XÖV: Using the wrong tool for the job
I am currently working on tooling for a German e-gov standard called XDatenfelder. It is part of a larger collection of standards called XÖV. As the technical landscape within the German government is extremely diverse, the goal of XÖV is to standardize the exchange of data between programs from different vendors. In theory, I think this is a great idea. In practice, this turns out to be very frustrating to work with. And that is because the X in XÖV stands for XML.

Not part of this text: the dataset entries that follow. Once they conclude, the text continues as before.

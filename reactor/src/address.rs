//! Address Rendering
//!
//! Ergo addresses are base58 strings over
//! `prefix | content | checksum`, where `prefix = network + address type`
//! and `checksum` is the first four bytes of the BLAKE2b-256 hash of
//! `prefix | content`.
//!
//! | Type | Code | Content                     |
//! |------|------|-----------------------------|
//! | P2PK | 1    | 33-byte compressed pub key  |
//! | P2S  | 3    | serialized script           |

use crate::{config::Network, registers::ErgoTree};
use blake2::{digest::consts::U32, Blake2b, Digest};
use displaydoc::Display;

type Blake2b256 = Blake2b<U32>;

const P2PK_TYPE: u8 = 1;
const P2S_TYPE: u8 = 3;
const P2PK_TREE_HEADER: [u8; 3] = [0x00, 0x08, 0xcd];
const PUBLIC_KEY_LEN: usize = 33;
const CHECKSUM_LEN: usize = 4;

/// Failure to parse an address.
#[derive(Clone, Debug, Display, Eq, PartialEq)]
pub enum AddressError {
    /// Address is not valid base58
    InvalidBase58,
    /// Address is too short
    TooShort,
    /// Address checksum does not match
    BadChecksum,
    /// Unknown network prefix 0x{0:02x}
    UnknownNetwork(u8),
    /// Unsupported address type {0}
    UnsupportedType(u8),
    /// P2PK address carries {0} bytes instead of a public key
    BadPublicKey(usize),
}

impl std::error::Error for AddressError {}

fn checksum(bytes: &[u8]) -> [u8; CHECKSUM_LEN] {
    let digest = Blake2b256::digest(bytes);
    let mut out = [0u8; CHECKSUM_LEN];
    out.copy_from_slice(&digest[..CHECKSUM_LEN]);
    out
}

/// Render the address that pays to `tree` on `network`.
pub fn address_of(tree: &ErgoTree, network: Network) -> String {
    let bytes = tree.as_bytes();
    let (kind, content) = match bytes.strip_prefix(&P2PK_TREE_HEADER[..]) {
        Some(key) if key.len() == PUBLIC_KEY_LEN => (P2PK_TYPE, key),
        _ => (P2S_TYPE, bytes),
    };
    let mut raw = Vec::with_capacity(1 + content.len() + CHECKSUM_LEN);
    raw.push(network.prefix() + kind);
    raw.extend_from_slice(content);
    let check = checksum(&raw);
    raw.extend_from_slice(&check);
    bs58::encode(raw).into_string()
}

/// Parse a P2PK or P2S address back into its network and script.
pub fn tree_of(address: &str) -> Result<(Network, ErgoTree), AddressError> {
    let raw = bs58::decode(address)
        .into_vec()
        .map_err(|_| AddressError::InvalidBase58)?;
    if raw.len() < 1 + CHECKSUM_LEN {
        return Err(AddressError::TooShort);
    }
    let (body, check) = raw.split_at(raw.len() - CHECKSUM_LEN);
    if checksum(body) != check {
        return Err(AddressError::BadChecksum);
    }

    let head = body[0];
    let network = match head & 0xf0 {
        0x00 => Network::Mainnet,
        0x10 => Network::Testnet,
        other => return Err(AddressError::UnknownNetwork(other)),
    };
    let content = &body[1..];
    let tree = match head & 0x0f {
        P2PK_TYPE => {
            if content.len() != PUBLIC_KEY_LEN {
                return Err(AddressError::BadPublicKey(content.len()));
            }
            let mut bytes = P2PK_TREE_HEADER.to_vec();
            bytes.extend_from_slice(content);
            ErgoTree::from_bytes(bytes)
        }
        P2S_TYPE => ErgoTree::from_bytes(content.to_vec()),
        other => return Err(AddressError::UnsupportedType(other)),
    };
    Ok((network, tree))
}

#[cfg(test)]
mod tests {
    use super::*;
    use assert_matches::assert_matches;

    fn p2pk_tree() -> ErgoTree {
        let mut bytes = P2PK_TREE_HEADER.to_vec();
        bytes.push(0x02);
        bytes.extend_from_slice(&[0x11; 32]);
        ErgoTree::from_bytes(bytes)
    }

    #[test]
    fn test_mainnet_p2pk_starts_with_9() {
        let address = address_of(&p2pk_tree(), Network::Mainnet);
        assert!(address.starts_with('9'), "{address}");
        assert_eq!(tree_of(&address).unwrap(), (Network::Mainnet, p2pk_tree()));
    }

    #[test]
    fn test_testnet_p2pk_starts_with_3() {
        let address = address_of(&p2pk_tree(), Network::Testnet);
        assert!(address.starts_with('3'), "{address}");
        assert_eq!(tree_of(&address).unwrap().0, Network::Testnet);
    }

    #[test]
    fn test_p2s_roundtrip() {
        let tree = ErgoTree::from_hex("101004020e36").unwrap();
        let address = address_of(&tree, Network::Mainnet);
        assert_eq!(tree_of(&address).unwrap(), (Network::Mainnet, tree));
    }

    #[test]
    fn test_bad_checksum() {
        let address = address_of(&p2pk_tree(), Network::Mainnet);
        let mut raw = bs58::decode(&address).into_vec().unwrap();
        let last = raw.len() - 1;
        raw[last] ^= 0xff;
        let tampered = bs58::encode(raw).into_string();
        assert_matches!(tree_of(&tampered), Err(AddressError::BadChecksum));
        assert_matches!(tree_of("0OIl"), Err(AddressError::InvalidBase58));
    }
}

To be clear, this is not a post about why XML is a bad technology. Every tool looks bad when used to solve the wrong problem. Unfortunately, this is exactly what has happened a lot in XÖV. When I said that the project aims to standardize the exchange of data, I really mean just any kind of data. And regardless of how that data actually looks like, you are already locked into XML as the transport medium. Which turns out to be a bad choice for most of the data defined by the standards.
Structured Data
The most common use case for XML in XÖV is as a transport format for structured messages. But unlike notable alternatives like JSON or Protocol Buffers, the mapping between XML and a struct (or class, dict, object or whatever is used in your programming language of choice for structuring data) is ambiguous. This is because XML was not designed as a serialization-target for structured data, it was designed as a markup language for text documents. Parsing XML into a workable data structure is therefore always that extra bit more tedious than it should be.
There is another important area in which the origin of XML shows: handling whitespace. The following XML fragment was copied from an example included in the standard XDatenfelder v3.0.0:
<xdf:freitextRegel>Es muss entweder Feldgruppe G60000086 "Anschrift Inland Straßenanschrift" oder Feldgruppe
G60000087 "Anschrift Inland Postfachanschrift" befüllt werden.
</xdf:freitextRegel>
Ignoring the weird indentation, this should look fine for anyone who has ever worked with HTML. However, when you take a look into standard, the content of <xdf:freitextRegel>
has the type xs:string
. This means all of the whitespace should be left as-is, therefore the long indentation in front of "G60000087" is included in the string. This is probably not intended. And just collapsing the string regardless of the actual type is not an option: The tag sometimes contains pre-formatted text which you actually want to use as-is.
Even though the badly formatted text is technically an error made by the author of the example, I am having a hard time putting all of the blame onto them. Because I can easily see myself making the exact same mistake. It is possible to use XML correctly as a data exchange format, but just more error-prone and less intuitive than available alternatives.
Files
Another standard in XÖV for safely transferring arbitrary data between actors is called OSCI. There are in my opinion several design flaws with OSCI, but in the center of it is using XML as the transport format. One important use-case of OSCI is to allow sending and receiving large files. To avoid the headache of transferring arbitrary files using XML, the standard chose to use SOAP, a XML based messaging protocol with support for binary attachments. Still, the solution had severe performance problems when working with large files. So the standard added extra complexity for splitting the payload into multiple chunks and reassembling them at the end. The frustrating part is, that this problem is already solved in HTTP. But since SOAP is transport independent, the standard does not require to use HTTP either but rather markets this "flexibility" as an advantage. As a result, all the nice features from HTTP are effectively unusable when working with OSCI. So instead of just using a well-defined HTTP endpoint which can efficiently receive and process a stream-friendly binary data format, you now have to create multiple XML-based SOAP messages with a binary attachment after manually splitting the payload into several chunks. Great.
Standards Documents
Even though the documents are written in my native tongue, I never had such a hard time grasping the contents of a software-related standard. The main reason for that is the heavy reliance on XSD within the documents themselves. But XSD is simply not an acceptable alternative for writing human-readable definitions. I understand the motivation to provide XSD files along with the standard to simplify a certain workflow. But standards should not be written for machines, they should be written for humans. And again, it is technically possible to get all the information from the XSD files. This however follows the common theme of making the life of a developer working with the standard that extra bit more difficult than it could be.
What's Next?
To be clear, I am very new to the German e-gov landscape and there are almost definitely important information I do not know about. But hopefully this outside-perspective can also be valuable. And from this point of view, the whole "let's use XML anywhere regardless" seems extremely dogmatic and ill-advised. Not only is XML not the right format for the very common case of working with structured data. Locking into any fixed data format for all of the possible use-cases will always lead to sub-optimal results.
So in the long run, the standardization process must become more flexible to allow picking the right tool for the job on a case-by-case basis. Yes, this will lead to people needing to learn new tools once in a while and maybe even to some amount of duplicated work here and there. But in my experience, this up-front effort is always limited and short-term. Working with the wrong technology - even though completely avoidable from the start - is costly for the whole lifetime of the products built on top of it.